TASK: Could the data below be copied out in full, word for word?

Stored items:
= Beginning of Section =
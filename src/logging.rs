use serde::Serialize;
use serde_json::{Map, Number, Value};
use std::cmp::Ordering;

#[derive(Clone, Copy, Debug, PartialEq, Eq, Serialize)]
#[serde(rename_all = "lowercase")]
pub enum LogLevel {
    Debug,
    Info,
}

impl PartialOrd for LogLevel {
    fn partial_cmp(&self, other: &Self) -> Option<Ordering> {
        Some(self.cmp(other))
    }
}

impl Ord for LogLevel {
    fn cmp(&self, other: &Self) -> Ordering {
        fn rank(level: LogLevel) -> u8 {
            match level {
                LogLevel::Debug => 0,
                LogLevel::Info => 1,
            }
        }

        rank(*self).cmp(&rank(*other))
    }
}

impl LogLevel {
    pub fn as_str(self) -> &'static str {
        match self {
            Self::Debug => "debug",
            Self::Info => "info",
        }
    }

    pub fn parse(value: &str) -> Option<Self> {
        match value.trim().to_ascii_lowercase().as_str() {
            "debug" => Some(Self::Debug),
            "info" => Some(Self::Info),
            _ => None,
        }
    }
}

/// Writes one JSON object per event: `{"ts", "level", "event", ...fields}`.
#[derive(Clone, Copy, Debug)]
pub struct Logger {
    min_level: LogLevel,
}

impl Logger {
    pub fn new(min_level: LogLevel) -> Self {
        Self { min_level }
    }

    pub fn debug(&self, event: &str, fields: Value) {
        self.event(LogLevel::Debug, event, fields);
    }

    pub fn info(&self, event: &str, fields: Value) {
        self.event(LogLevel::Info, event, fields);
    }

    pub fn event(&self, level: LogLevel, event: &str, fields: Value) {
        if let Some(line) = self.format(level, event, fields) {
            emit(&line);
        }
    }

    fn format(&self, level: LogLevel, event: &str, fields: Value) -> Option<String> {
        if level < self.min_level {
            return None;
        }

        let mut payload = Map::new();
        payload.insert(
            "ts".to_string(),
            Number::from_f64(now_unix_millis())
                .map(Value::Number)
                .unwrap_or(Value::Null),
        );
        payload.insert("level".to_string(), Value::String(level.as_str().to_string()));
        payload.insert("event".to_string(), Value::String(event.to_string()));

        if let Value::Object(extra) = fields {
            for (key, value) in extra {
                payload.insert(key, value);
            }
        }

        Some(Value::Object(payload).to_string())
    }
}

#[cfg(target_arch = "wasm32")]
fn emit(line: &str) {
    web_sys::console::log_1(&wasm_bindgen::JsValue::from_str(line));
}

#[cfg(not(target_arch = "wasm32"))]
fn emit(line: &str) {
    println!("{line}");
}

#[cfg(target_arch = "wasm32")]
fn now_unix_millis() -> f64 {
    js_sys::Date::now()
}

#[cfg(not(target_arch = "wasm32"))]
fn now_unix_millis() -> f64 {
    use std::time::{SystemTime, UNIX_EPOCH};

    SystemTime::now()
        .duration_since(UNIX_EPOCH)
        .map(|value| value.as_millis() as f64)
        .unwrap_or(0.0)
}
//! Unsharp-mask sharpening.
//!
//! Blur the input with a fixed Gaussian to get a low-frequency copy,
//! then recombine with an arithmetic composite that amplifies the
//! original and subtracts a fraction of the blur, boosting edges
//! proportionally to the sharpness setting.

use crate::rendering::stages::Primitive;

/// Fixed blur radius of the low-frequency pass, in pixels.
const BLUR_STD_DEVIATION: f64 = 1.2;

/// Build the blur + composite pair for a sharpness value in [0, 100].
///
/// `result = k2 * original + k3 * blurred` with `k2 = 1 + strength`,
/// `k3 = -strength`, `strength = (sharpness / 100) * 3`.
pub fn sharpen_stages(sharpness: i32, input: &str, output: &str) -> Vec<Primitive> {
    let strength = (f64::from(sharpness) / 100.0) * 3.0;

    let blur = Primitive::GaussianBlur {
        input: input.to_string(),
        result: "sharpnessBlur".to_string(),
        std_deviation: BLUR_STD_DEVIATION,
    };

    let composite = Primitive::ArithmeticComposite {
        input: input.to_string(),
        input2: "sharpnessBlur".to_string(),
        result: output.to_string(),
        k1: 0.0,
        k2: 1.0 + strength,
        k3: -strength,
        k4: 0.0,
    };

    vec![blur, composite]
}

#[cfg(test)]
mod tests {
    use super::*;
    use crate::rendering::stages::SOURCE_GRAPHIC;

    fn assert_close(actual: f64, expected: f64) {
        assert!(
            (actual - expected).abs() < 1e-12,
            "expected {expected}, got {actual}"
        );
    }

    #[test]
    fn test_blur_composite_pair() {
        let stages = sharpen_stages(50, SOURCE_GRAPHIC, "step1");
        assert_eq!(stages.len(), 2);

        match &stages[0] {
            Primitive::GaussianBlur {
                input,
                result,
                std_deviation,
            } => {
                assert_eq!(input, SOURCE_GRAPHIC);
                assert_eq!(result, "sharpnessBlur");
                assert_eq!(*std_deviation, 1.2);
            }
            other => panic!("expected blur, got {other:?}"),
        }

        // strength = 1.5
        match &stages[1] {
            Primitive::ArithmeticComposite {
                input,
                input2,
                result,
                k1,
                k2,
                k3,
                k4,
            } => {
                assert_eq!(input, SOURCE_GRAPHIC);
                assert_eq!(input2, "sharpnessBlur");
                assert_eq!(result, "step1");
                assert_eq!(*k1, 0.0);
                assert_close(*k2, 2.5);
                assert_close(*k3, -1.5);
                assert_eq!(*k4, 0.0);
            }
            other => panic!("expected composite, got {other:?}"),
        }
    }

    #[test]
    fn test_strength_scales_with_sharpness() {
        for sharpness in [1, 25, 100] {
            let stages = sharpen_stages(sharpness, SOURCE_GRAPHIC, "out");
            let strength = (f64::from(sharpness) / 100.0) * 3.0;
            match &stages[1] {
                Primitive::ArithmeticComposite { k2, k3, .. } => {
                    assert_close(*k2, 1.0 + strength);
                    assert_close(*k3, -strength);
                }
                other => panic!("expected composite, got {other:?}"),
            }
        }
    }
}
= End of Section =
WRITTEN RESPONSE:
filename src/logging.rs
use serde::Serialize;
use serde_json::{Map, Number, Value};
use std::cmp::Ordering;

#[derive(Clone, Copy, Debug, PartialEq, Eq, Serialize)]
#[serde(rename_all = "lowercase")]
pub enum LogLevel {
    Debug,
    Info,
}

impl PartialOrd for LogLevel {
    fn partial_cmp(&self, other: &Self) -> Option<Ordering> {
        Some(self.cmp(other))
    }
}

impl Ord for LogLevel {
    fn cmp(&self, other: &Self) -> Ordering {
        fn rank(level: LogLevel) -> u8 {
            match level {
                LogLevel::Debug => 0,
                LogLevel::Info => 1,
            }
        }

        rank(*self).cmp(&rank(*other))
    }
}

impl LogLevel {
    pub fn as_str(self) -> &'static str {
        match self {
            Self::Debug => "debug",
            Self::Info => "info",
        }
    }

    pub fn parse(value: &str) -> Option<Self> {
        match value.trim().to_ascii_lowercase().as_str() {
            "debug" => Some(Self::Debug),
            "info" => Some(Self::Info),
            _ => None,
        }
    }
}

/// Writes one JSON object per event: `{"ts", "level", "event", ...fields}`.
#[derive(Clone, Copy, Debug)]
pub struct Logger {
    min_level: LogLevel,
}

impl Logger {
    pub fn new(min_level: LogLevel) -> Self {
        Self { min_level }
    }

    pub fn debug(&self, event: &str, fields: Value) {
        self.event(LogLevel::Debug, event, fields);
    }

    pub fn info(&self, event: &str, fields: Value) {
        self.event(LogLevel::Info, event, fields);
    }

    pub fn event(&self, level: LogLevel, event: &str, fields: Value) {
        if let Some(line) = self.format(level, event, fields) {
            emit(&line);
        }
    }

    fn format(&self, level: LogLevel, event: &str, fields: Value) -> Option<String> {
        if level < self.min_level {
            return None;
        }

        let mut payload = Map::new();
        payload.insert(
            "ts".to_string(),
            Number::from_f64(now_unix_millis())
                .map(Value::Number)
                .unwrap_or(Value::Null),
        );
        payload.insert("level".to_string(), Value::String(level.as_str().to_string()));
        payload.insert("event".to_string(), Value::String(event.to_string()));

        if let Value::Object(extra) = fields {
            for (key, value) in extra {
                payload.insert(key, value);
            }
        }

        Some(Value::Object(payload).to_string())
    }
}

#[cfg(target_arch = "wasm32")]
fn emit(line: &str) {
    web_sys::console::log_1(&wasm_bindgen::JsValue::from_str(line));
}

#[cfg(not(target_arch = "wasm32"))]
fn emit(line: &str) {
    println!("{line}");
}

#[cfg(target_arch = "wasm32")]
fn now_unix_millis() -> f64 {
    js_sys::Date::now()
}

#[cfg(not(target_arch = "wasm32"))]
fn now_unix_millis() -> f64 {
    use std::time::{SystemTime, UNIX_EPOCH};

    SystemTime::now()
        .duration_since(UNIX_EPOCH)
        .map(|value| value.as_millis() as f64)
        .unwrap_or(0.0)
}
//! Unsharp-mask sharpening.
//!
//! Blur the input with a fixed Gaussian to get a low-frequency copy,
//! then recombine with an arithmetic composite that amplifies the
//! original and subtracts a fraction of the blur, boosting edges
//! proportionally to the sharpness setting.

use crate::rendering::stages::Primitive;

/// Fixed blur radius of the low-frequency pass, in pixels.
const BLUR_STD_DEVIATION: f64 = 1.2;

/// Build the blur + composite pair for a sharpness value in [0, 100].
///
/// `result = k2 * original + k3 * blurred` with `k2 = 1 + strength`,
/// `k3 = -strength`, `strength = (sharpness / 100) * 3`.
pub fn sharpen_stages(sharpness: i32, input: &str, output: &str) -> Vec<Primitive> {
    let strength = (f64::from(sharpness) / 100.0) * 3.0;

    let blur = Primitive::GaussianBlur {
        input: input.to_string(),
        result: "sharpnessBlur".to_string(),
        std_deviation: BLUR_STD_DEVIATION,
    };

    let composite = Primitive::ArithmeticComposite {
        input: input.to_string(),
        input2: "sharpnessBlur".to_string(),
        result: output.to_string(),
        k1: 0.0,
        k2: 1.0 + strength,
        k3: -strength,
        k4: 0.0,
    };

    vec![blur, composite]
}

#[cfg(test)]
mod tests {
    use super::*;
    use crate::rendering::stages::SOURCE_GRAPHIC;

    fn assert_close(actual: f64, expected: f64) {
        assert!(
            (actual - expected).abs() < 1e-12,
            "expected {expected}, got {actual}"
        );
    }

    #[test]
    fn test_blur_composite_pair() {
        let stages = sharpen_stages(50, SOURCE_GRAPHIC, "step1");
        assert_eq!(stages.len(), 2);

        match &stages[0] {
            Primitive::GaussianBlur {
                input,
                result,
                std_deviation,
            } => {
                assert_eq!(input, SOURCE_GRAPHIC);
                assert_eq!(result, "sharpnessBlur");
                assert_eq!(*std_deviation, 1.2);
            }
            other => panic!("expected blur, got {other:?}"),
        }

        // strength = 1.5
        match &stages[1] {
            Primitive::ArithmeticComposite {
                input,
                input2,
                result,
                k1,
                k2,
                k3,
                k4,
            } => {
                assert_eq!(input, SOURCE_GRAPHIC);
                assert_eq!(input2, "sharpnessBlur");
                assert_eq!(result, "step1");
                assert_eq!(*k1, 0.0);
                assert_close(*k2, 2.5);
                assert_close(*k3, -1.5);
                assert_eq!(*k4, 0.0);
            }
            other => panic!("expected composite, got {other:?}"),
        }
    }

    #[test]
    fn test_strength_scales_with_sharpness() {
        for sharpness in [1, 25, 100] {
            let stages = sharpen_stages(sharpness, SOURCE_GRAPHIC, "out");
            let strength = (f64::from(sharpness) / 100.0) * 3.0;
            match &stages[1] {
                Primitive::ArithmeticComposite { k2, k3, .. } => {
                    assert_close(*k2, 1.0 + strength);
                    assert_close(*k3, -strength);
                }
                other => panic!("expected composite, got {other:?}"),
            }
        }
    }
}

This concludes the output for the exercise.